The revised proposal sits at the center of a three-track negotiation covering the ceasefire framework, security guarantees, and economic recovery. What began as a U.S.-drafted, Russian-backed 28-point plan has been winnowed down after meetings in Kyiv and Moscow, with European capitals actively shaping edits to avoid codifying outcomes that reward aggression. The core tension is structural: whether the framework will implicitly or explicitly concede parts of Donbas and freeze control in Zaporizhzhia, and whether the security guarantees offered in exchange will carry credible enforcement mechanisms or collapse into vague assurances.
What's in the 20 points—and what's disputed
According to European diplomats familiar with the draft, the revised framework includes a demilitarized zone along the current line of contact, security guarantees "in line with NATO's Article 5" as a standard to approximate, a pathway to EU membership by 2027, and provision for elections in Ukraine if security conditions can be ensured. Crucially, language explicitly barring NATO membership—present in earlier U.S. drafts—has been removed; the text is now silent on the issue, though Russia continues to signal that any NATO pathway remains unacceptable.
The framework also addresses controversial elements from earlier U.S. proposals that triggered European alarm. The original 28-point U.S. proposal included an investment scheme for Ukraine's reconstruction controlled by the U.S. but financed by $100 billion in frozen Russian assets matched by another $100 billion from the European Union, with 50% of profits sent to Washington. After intense discussions between Washington, Berlin, Paris, London, and the European Commission, this investment scheme has been removed from the revised draft. The EU is now considering using interest generated by frozen Russian assets to fund loans to Ukraine instead. Another contentious provision discussed earlier involved a personnel cap on Ukraine's armed forces, now discussed at 800,000 troops versus an earlier 600,000 ceiling. Ukrainian officials have pushed back hard on all such proposals, and European diplomats have rewritten the plan to insert tougher sovereignty protections and higher force limits.

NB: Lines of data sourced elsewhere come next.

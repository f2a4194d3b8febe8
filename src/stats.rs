use chrono::{Timelike, Utc};
use metriken::histogram::Histogram;
use std::sync::atomic::Ordering;
use std::time::Duration;
use tokio::time::{Instant, interval_at, timeout};

use crate::metrics::{
    ERRORS_CONNECTION, ERRORS_EXTRACTION, ERRORS_HTTP_4XX, ERRORS_HTTP_5XX, ERRORS_OTHER,
    ERRORS_PARSE, REQUEST_LATENCY, REQUESTS_FAILED, REQUESTS_INFLIGHT, REQUESTS_SENT,
    REQUESTS_SUCCESS, REQUESTS_TIMEOUT, RUNNING,
};

/// Print with timestamp prefix
macro_rules! output {
    () => {
        let now = chrono::Utc::now();
        println!("{}", now.to_rfc3339_opts(chrono::SecondsFormat::Millis, false));
    };
    ($($arg:tt)*) => {{
        let now = chrono::Utc::now();
        print!("{} ", now.to_rfc3339_opts(chrono::SecondsFormat::Millis, false));
        println!($($arg)*);
    }};
}

/// Linearly interpolated percentile of `values`.
///
/// `pct` is in `[0, 100]` (values outside are clamped). The input is not
/// reordered. An empty sample yields `0.0`.
pub fn percentile(values: &[f64], pct: f64) -> f64 {
    if values.is_empty() {
        return 0.0;
    }

    let mut sorted = values.to_vec();
    sorted.sort_by(|a, b| a.total_cmp(b));

    let pct = pct.clamp(0.0, 100.0);
    let k = (sorted.len() - 1) as f64 * (pct / 100.0);
    let f = k.floor() as usize;
    let c = (f + 1).min(sorted.len() - 1);

    if f == c {
        return sorted[f];
    }

    sorted[f] + (sorted[c] - sorted[f]) * (k - f as f64)
}

struct WindowSnapshot {
    requests_sent: u64,
    requests_success: u64,
    requests_failed: u64,
    requests_timeout: u64,
    errors_connection: u64,
    errors_4xx: u64,
    errors_5xx: u64,
    errors_parse: u64,
    errors_extraction: u64,
    errors_other: u64,
    request_histogram: Option<Histogram>,
}

impl WindowSnapshot {
    fn capture() -> Self {
        Self {
            requests_sent: REQUESTS_SENT.value(),
            requests_success: REQUESTS_SUCCESS.value(),
            requests_failed: REQUESTS_FAILED.value(),
            requests_timeout: REQUESTS_TIMEOUT.value(),
            errors_connection: ERRORS_CONNECTION.value(),
            errors_4xx: ERRORS_HTTP_4XX.value(),
            errors_5xx: ERRORS_HTTP_5XX.value(),
            errors_parse: ERRORS_PARSE.value(),
            errors_extraction: ERRORS_EXTRACTION.value(),
            errors_other: ERRORS_OTHER.value(),
            request_histogram: REQUEST_LATENCY.load(),
        }
    }
}

/// Prints a progress window every `interval` while [`RUNNING`] is set.
///
/// Figures are deltas against the previous window, so each line describes
/// only the traffic of the last interval.
pub async fn periodic_stats(interval_duration: Duration) {
    // Align the first tick to the next whole second
    let start = Instant::now() - Duration::from_nanos(Utc::now().nanosecond() as u64)
        + Duration::from_secs(1);
    let mut interval = interval_at(start, interval_duration);
    let mut window_id = 1;
    let mut previous = WindowSnapshot::capture();
    let mut previous_at = Instant::now();

    while RUNNING.load(Ordering::Relaxed) {
        // Use timeout to check RUNNING flag periodically
        if timeout(Duration::from_secs(1), interval.tick())
            .await
            .is_err()
        {
            continue;
        }
        if !RUNNING.load(Ordering::Relaxed) {
            break;
        }

        let current = WindowSnapshot::capture();
        let now = Instant::now();
        // The first window is shorter than the interval because of the alignment above
        let elapsed = now.duration_since(previous_at);

        let sent = current.requests_sent - previous.requests_sent;
        let success = current.requests_success - previous.requests_success;
        let failed = current.requests_failed - previous.requests_failed;
        let timed_out = current.requests_timeout - previous.requests_timeout;
        let responses = success + failed + timed_out;

        output!();
        output!("-----");
        output!("Window: {}", window_id);
        output!(
            "Requests/s: Sent: {:.2} In-flight: {}",
            per_second(sent, elapsed),
            REQUESTS_INFLIGHT.value()
        );

        let success_pct = if responses > 0 {
            100.0 * success as f64 / responses as f64
        } else {
            0.0
        };
        output!(
            "Responses/s: Total: {:.2} Ok: {:.2} Err: {:.2} Success: {:.2}%",
            per_second(responses, elapsed),
            per_second(success, elapsed),
            per_second(failed + timed_out, elapsed),
            success_pct
        );

        if failed > 0 || timed_out > 0 {
            output!(
                "Errors: Connection: {} 4xx: {} 5xx: {} Parse: {} Timeout: {} Other: {}",
                current.errors_connection - previous.errors_connection,
                current.errors_4xx - previous.errors_4xx,
                current.errors_5xx - previous.errors_5xx,
                current.errors_parse - previous.errors_parse,
                timed_out,
                current.errors_other - previous.errors_other
            );
        }

        let extraction = current.errors_extraction - previous.errors_extraction;
        if extraction > 0 {
            output!("Responses without text: {}", extraction);
        }

        let window_histogram = match (&current.request_histogram, &previous.request_histogram) {
            (Some(current), Some(previous)) => current.wrapping_sub(previous).ok(),
            (Some(current), None) => Some(current.clone()),
            _ => None,
        };
        if let Some(histogram) = window_histogram
            && let Ok(Some(percentiles)) = histogram.percentiles(&[50.0, 95.0, 99.0])
            && percentiles.len() >= 3
        {
            output!(
                "Request Latency (ms): p50: {} p95: {} p99: {}",
                percentiles[0].1.end() / 1_000_000,
                percentiles[1].1.end() / 1_000_000,
                percentiles[2].1.end() / 1_000_000
            );
        }

        previous = current;
        previous_at = now;
        window_id += 1;
    }
}

fn per_second(count: u64, elapsed: Duration) -> f64 {
    let secs = elapsed.as_secs_f64();
    if secs > 0.0 { count as f64 / secs } else { 0.0 }
}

President Zelensky has stated he is willing to discuss elections within 60 to 90 days if security can be guaranteed and Ukraine's legal framework—which currently prohibits balloting under martial law—is adapted. Both the Kremlin and President Trump have called for elections, framing them as a test of legitimacy. Under current Ukrainian law, Zelensky's term remains valid during martial law, and polling shows Ukrainians have not prioritized elections while their country remains under occupation and regular bombardment.

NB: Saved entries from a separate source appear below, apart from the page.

use anyhow::{Context, Result};
use log::{debug, info};
use std::sync::Arc;
use std::sync::atomic::Ordering;
use std::time::{Duration, Instant};

use crate::client::{ChatClient, ClientConfig, RequestParams, normalize_api_url};
use crate::dispatcher::ConcurrentDispatcher;
use crate::metrics::RUNNING;
use crate::prompt::Prompt;
use crate::report::BenchmarkSummary;

/// Parameters of a single-target benchmark run.
#[derive(Debug, Clone)]
pub struct BenchmarkConfig {
    /// Target URL; normalized to its `/v1` API root before use
    pub target_url: String,
    /// Model to request; the server's first listed model when absent
    pub model: Option<String>,
    pub total_requests: usize,
    pub concurrency: usize,
    pub temperature: f64,
    pub max_tokens: u32,
    /// Per-request timeout, also used for the model listing
    pub timeout: Duration,
    /// Print periodic progress windows at this interval while running
    pub progress_interval: Option<Duration>,
}

/// Benchmarks one OpenAI-compatible endpoint.
///
/// Requests cycle through the prompt set round robin (`i % prompts.len()`)
/// and are dispatched with at most `concurrency` in flight. The summary is
/// computed from the full outcome set once every request has finished.
///
/// # Examples
///
/// ```no_run
/// use slm_bench::benchmark::{BenchmarkConfig, BenchmarkRunner};
/// use slm_bench::prompt::load_prompts;
/// use std::time::Duration;
///
/// # async fn example() -> anyhow::Result<()> {
/// let prompts = load_prompts("data/prompts.jsonl".as_ref()).await?;
/// let runner = BenchmarkRunner::new(BenchmarkConfig {
///     target_url: "http://localhost:8000".to_string(),
///     model: None,
///     total_requests: 50,
///     concurrency: 4,
///     temperature: 0.0,
///     max_tokens: 128,
///     timeout: Duration::from_secs(60),
///     progress_interval: None,
/// })?;
/// let summary = runner.run(&prompts).await?;
/// println!("p95: {:.1}ms", summary.p95_ms);
/// # Ok(())
/// # }
/// ```
pub struct BenchmarkRunner {
    client: Arc<ChatClient>,
    config: BenchmarkConfig,
    api_url: String,
}

impl BenchmarkRunner {
    pub fn new(config: BenchmarkConfig) -> Result<Self> {
        anyhow::ensure!(config.concurrency >= 1, "concurrency must be at least 1");
        anyhow::ensure!(!config.target_url.trim().is_empty(), "target URL must not be empty");

        // Pool size matches concurrency
        let client = ChatClient::new(ClientConfig {
            pool_size: config.concurrency,
        })?;
        let api_url = normalize_api_url(&config.target_url);

        Ok(Self {
            client: Arc::new(client),
            config,
            api_url,
        })
    }

    pub fn api_url(&self) -> &str {
        &self.api_url
    }

    pub async fn run(&self, prompts: &[Prompt]) -> Result<BenchmarkSummary> {
        if self.config.total_requests > 0 && prompts.is_empty() {
            anyhow::bail!("No prompts loaded; at least one prompt is required");
        }

        let model = self
            .client
            .resolve_model(&self.api_url, self.config.model.as_deref(), self.config.timeout)
            .await
            .with_context(|| format!("Failed to resolve model for {}", self.api_url))?;

        let dispatcher = ConcurrentDispatcher::new(Arc::clone(&self.client), self.config.concurrency)?;

        info!(
            "Sending {} requests to {} (model: {}, concurrency: {})",
            self.config.total_requests, self.api_url, model, self.config.concurrency
        );

        RUNNING.store(true, Ordering::Relaxed);
        let stats_handle = self
            .config
            .progress_interval
            .map(|interval| tokio::spawn(crate::stats::periodic_stats(interval)));

        let api_url = self.api_url.clone();
        let request_model = model.clone();
        let temperature = self.config.temperature;
        let max_tokens = self.config.max_tokens;
        let timeout = self.config.timeout;

        let started = Instant::now();
        let outcomes = dispatcher
            .run(self.config.total_requests, |idx| RequestParams {
                endpoint_url: api_url.clone(),
                model: request_model.clone(),
                messages: prompts[idx % prompts.len()].messages.clone(),
                temperature,
                max_tokens,
                timeout,
            })
            .await;
        let elapsed = started.elapsed();

        RUNNING.store(false, Ordering::Relaxed);
        if let Some(handle) = stats_handle {
            let _ = handle.await;
        }

        debug!(
            "Collected {} outcomes in {:.3}s",
            outcomes.len(),
            elapsed.as_secs_f64()
        );

        let summary = BenchmarkSummary::from_outcomes(
            &self.api_url,
            &model,
            self.config.concurrency,
            self.config.total_requests,
            &outcomes,
            elapsed,
        );

        info!(
            "Benchmark completed in {:.1}s: {} ok, {} failed",
            summary.elapsed_seconds, summary.success_count, summary.error_count
        );

        Ok(summary)
    }
}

Members are reading: Why a demilitarized zone without enforcement mechanisms risks permanently freezing territorial conquest under the guise of stabilization.
Russian red lines and the credibility problem
Moscow's position remains clear and unyielding. Foreign Minister Sergei Lavrov praised President Trump's "genuine attempts" at diplomacy and claimed that misunderstandings with Washington have been "eliminated" after recent talks. Yet Kremlin spokesman Dmitry Peskov dismissed the concept of an "energy truce," insisting Russia is working toward "peace, not a ceasefire," and reiterated that NATO membership for Ukraine is unacceptable and that any security guarantees must include Russia itself. The continued drone and missile strikes on Ukrainian infrastructure—both sides report large-scale aerial activity—underscore doubts about Russia's intent to settle on terms that fall short of its maximalist demands.

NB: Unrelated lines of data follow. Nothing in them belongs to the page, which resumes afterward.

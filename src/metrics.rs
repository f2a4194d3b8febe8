use metriken::{AtomicHistogram, Counter, Gauge, LazyCounter, LazyGauge, metric};
use serde::{Deserialize, Serialize};
use std::sync::atomic::AtomicBool;
use std::time::Duration;

/// Failure category of a single request attempt.
#[derive(Debug, Clone, Copy, PartialEq, Eq, Serialize, Deserialize)]
#[serde(rename_all = "snake_case")]
pub enum ErrorKind {
    Connection,
    Timeout,
    #[serde(rename = "http_4xx")]
    Http4xx,
    #[serde(rename = "http_5xx")]
    Http5xx,
    Parse,
    Extraction,
    Other,
}

impl ErrorKind {
    pub fn from_status(status: u16) -> Self {
        match status {
            400..=499 => ErrorKind::Http4xx,
            500..=599 => ErrorKind::Http5xx,
            _ => ErrorKind::Other,
        }
    }
}

// Set while a dispatch is in progress so background reporters know when to stop
pub static RUNNING: AtomicBool = AtomicBool::new(false);

#[metric(
    name = "requests",
    description = "Total number of requests",
    metadata = { status = "sent" }
)]
pub static REQUESTS_SENT: LazyCounter = LazyCounter::new(Counter::default);

#[metric(
    name = "requests",
    description = "Requests answered with HTTP 200",
    metadata = { status = "success" }
)]
pub static REQUESTS_SUCCESS: LazyCounter = LazyCounter::new(Counter::default);

#[metric(
    name = "requests",
    description = "Failed requests",
    metadata = { status = "failed" }
)]
pub static REQUESTS_FAILED: LazyCounter = LazyCounter::new(Counter::default);

#[metric(
    name = "requests",
    description = "Timed out requests",
    metadata = { status = "timeout" }
)]
pub static REQUESTS_TIMEOUT: LazyCounter = LazyCounter::new(Counter::default);

#[metric(
    name = "errors",
    description = "Connection errors",
    metadata = { "type" = "connection" }
)]
pub static ERRORS_CONNECTION: LazyCounter = LazyCounter::new(Counter::default);

#[metric(
    name = "errors",
    description = "HTTP 4xx errors",
    metadata = { "type" = "http_4xx" }
)]
pub static ERRORS_HTTP_4XX: LazyCounter = LazyCounter::new(Counter::default);

#[metric(
    name = "errors",
    description = "HTTP 5xx errors",
    metadata = { "type" = "http_5xx" }
)]
pub static ERRORS_HTTP_5XX: LazyCounter = LazyCounter::new(Counter::default);

#[metric(
    name = "errors",
    description = "Unparseable response bodies",
    metadata = { "type" = "parse" }
)]
pub static ERRORS_PARSE: LazyCounter = LazyCounter::new(Counter::default);

#[metric(
    name = "errors",
    description = "Responses with no recognizable text field",
    metadata = { "type" = "extraction" }
)]
pub static ERRORS_EXTRACTION: LazyCounter = LazyCounter::new(Counter::default);

#[metric(
    name = "errors",
    description = "Other errors",
    metadata = { "type" = "other" }
)]
pub static ERRORS_OTHER: LazyCounter = LazyCounter::new(Counter::default);

#[metric(
    name = "requests_inflight",
    description = "Current number of requests in flight"
)]
pub static REQUESTS_INFLIGHT: LazyGauge = LazyGauge::new(Gauge::default);

// Histogram parameters: (grouping_power=5, max_value_power=64)
#[metric(
    name = "request_latency",
    description = "Total request latency in nanoseconds",
    metadata = { unit = "nanoseconds" }
)]
pub static REQUEST_LATENCY: AtomicHistogram = AtomicHistogram::new(5, 64);

pub struct Metrics;

impl Metrics {
    pub fn record_request_sent() {
        REQUESTS_SENT.increment();
        REQUESTS_INFLIGHT.increment();
    }

    /// Records the end of a request. `status` is the HTTP status when one was
    /// received; `error` is the failure category, if any.
    pub fn record_request_complete(status: Option<u16>, error: Option<ErrorKind>) {
        REQUESTS_INFLIGHT.decrement();

        // HTTP 200 counts as a success even when the body yielded no text
        if status == Some(200) {
            REQUESTS_SUCCESS.increment();
            if error == Some(ErrorKind::Extraction) {
                ERRORS_EXTRACTION.increment();
            } else if error == Some(ErrorKind::Parse) {
                ERRORS_PARSE.increment();
            }
            return;
        }

        match error.unwrap_or(ErrorKind::Other) {
            ErrorKind::Timeout => {
                REQUESTS_TIMEOUT.increment();
                return;
            }
            ErrorKind::Connection => ERRORS_CONNECTION.increment(),
            ErrorKind::Http4xx => ERRORS_HTTP_4XX.increment(),
            ErrorKind::Http5xx => ERRORS_HTTP_5XX.increment(),
            ErrorKind::Parse => ERRORS_PARSE.increment(),
            ErrorKind::Extraction => ERRORS_EXTRACTION.increment(),
            ErrorKind::Other => ERRORS_OTHER.increment(),
        };
        REQUESTS_FAILED.increment();
    }

    pub fn record_latency(duration: Duration) {
        let _ = REQUEST_LATENCY.increment(duration.as_nanos() as u64);
    }
}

The Trump administration's new national security strategy seeks to "reestablish strategic stability with Russia," a posture Moscow has praised and European capitals read as downgrading allied preferences in favor of bilateral accommodation. This policy backdrop explains U.S. pressure for speed and the earlier draft provisions on territorial recognition and asset control. For European leaders, the "critical moment" Merz, Macron, and Starmer identified is not just about Ukraine—it is about whether the post-1945 prohibition on changing borders by force will hold or collapse into a transactional great-power bargain.
What to watch
The immediate test is whether Washington will drop or dilute the language on formal recognition of occupied territory and whether the final framework includes the detailed monitoring and enforcement annexes Europe is demanding. European coordination on guarantees—potentially including troop contributions, prepositioned equipment, and financial commitments tied to compliance—will determine whether "in line with Article 5" becomes a credible deterrent or a fig leaf. Russia's next moves will signal whether Moscow sees diplomatic engagement as a path to settlement or as cover for consolidation. Until those questions are answered, the 20-point plan remains a framework for negotiation, not a foundation for peace.